We will ask ourselves two questions: one is, whether any colour, and if so how much, can be added to white without appearing to the eye? and the other, if any, and if so how much, white light can be added to a colour without its being perceived?

Perhaps one of the readiest methods of explaining exactly what we mean is by a rotating disc. Suppose we have a red disc, of nine or ten inches in diameter, and at every one inch from the centre paste on it a white wafer about one-eighth of an inch in diameter, and cause it to rapidly rotate. On examination we shall find that pink rings will be formed by the combination of the white and red near the centre, but that towards the margins no rings will be visible, owing of course to more red being combined with the same amount of white. This shows that the eye is only sensitive to a certain degree, and cannot distinguish a very small diminution in colour purity. The intensity of the light has something to do with the number of these pink rings which are visible, as may readily be tested in a room. If the rotating disc be placed near a window, and the number of rings visible be counted, a different number will be visible when it is placed in a dark corner. A kindred experiment is to place red circular wafers upon a white disc, and note the rings visible. This gives the sensitiveness of the eye for the diminution in intensity at the other end of the scale.
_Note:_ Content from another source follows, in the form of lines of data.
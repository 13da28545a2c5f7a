//! Cadence CLI - recurring-obligation discovery and tracking
//!
//! Usage:
//!   cadence init                  Initialize database
//!   cadence seed-demo             Load a demo dataset
//!   cadence discover --user 1     Run pattern discovery
//!   cadence patterns --user 1     List discovered patterns
//!   cadence upcoming --user 1     Show pending obligations
//!   cadence serve --port 3000     Start web server

mod cli;
mod commands;

use anyhow::Result;
use clap::Parser;
use tracing_subscriber::{fmt, prelude::*, EnvFilter};

use cli::{Cli, Commands};

#[tokio::main]
async fn main() -> Result<()> {
    let cli = Cli::parse();

    // Priority: RUST_LOG env var > --verbose flag > default (info)
    let filter = if std::env::var("RUST_LOG").is_ok() {
        EnvFilter::from_default_env()
    } else if cli.verbose {
        EnvFilter::new("debug")
    } else {
        EnvFilter::new("info")
    };

    tracing_subscriber::registry()
        .with(filter)
        .with(fmt::layer().with_target(false).compact())
        .init();

    match cli.command {
        Commands::Init => commands::cmd_init(&cli.db),
        Commands::Discover {
            user,
            payee,
            direction,
        } => {
            let db = commands::open_db(&cli.db)?;
            commands::cmd_discover(&db, user, payee, direction.as_deref())
        }
        Commands::Patterns { user, status } => {
            let db = commands::open_db(&cli.db)?;
            commands::cmd_patterns(&db, user, status.as_deref())
        }
        Commands::Upcoming { user, days } => {
            let db = commands::open_db(&cli.db)?;
            commands::cmd_upcoming(&db, user, days)
        }
        Commands::DeadLetters => {
            let db = commands::open_db(&cli.db)?;
            commands::cmd_dead_letters(&db)
        }
        Commands::SeedDemo { user } => {
            let db = commands::open_db(&cli.db)?;
            commands::cmd_seed_demo(&db, user)
        }
        Commands::Serve { host, port } => commands::cmd_serve(&cli.db, &host, port).await,
    }
}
It will be found that there is a marked difference between the two.

Fig. 32.—Diaphragm in front of Prism.

It is more instructive if we experiment with pure colours, and so we must resort to our colour patch apparatus described in [Fig. 6]. If a small circular aperture about quarter of an inch in diameter be cut in a card, and placed in front of the prism nearest the camera lens (Fig. 32), the colour patch, instead of being an image of the face of the prism, will be an image of the circular hole, and when the slit is passed through the spectrum we shall have a coloured spot on the screen, on which we can superpose a patch of white light from the reflected beam. There are two ways in which we can reduce the intensity of the spot, by narrowing the slit through which the spectral ray passes or by placing the rotating sectors in front of the coloured beam. This last, perhaps, is the readiest plan, as it only involves the reading of the sector. We can then diminish the intensity of the coloured spot to such a degree that by its dilution with white light it will entirely disappear. It will be found that red disappears at a different aperture of sector to that required for the green, and the green to that for the blue.

From our previous experiments in chapter VII. we know the luminosity of the spectrum to the eye, and it will be of interest to see what relation the luminosity at which the spots of different colour disappear, when they are so diluted with white light, bear to the total luminosity of these rays.

In a set of measurements made it was found that the reduced angular apertures required for the colours indicated by the following were:

Brequired300°* of aperture.
C"56° "
D"14° "
E"22° "
F"150° "
G"2100°*"

The large numbers marked with an asterisk were obtained by placing the rotating sectors in front of the white reflected beam.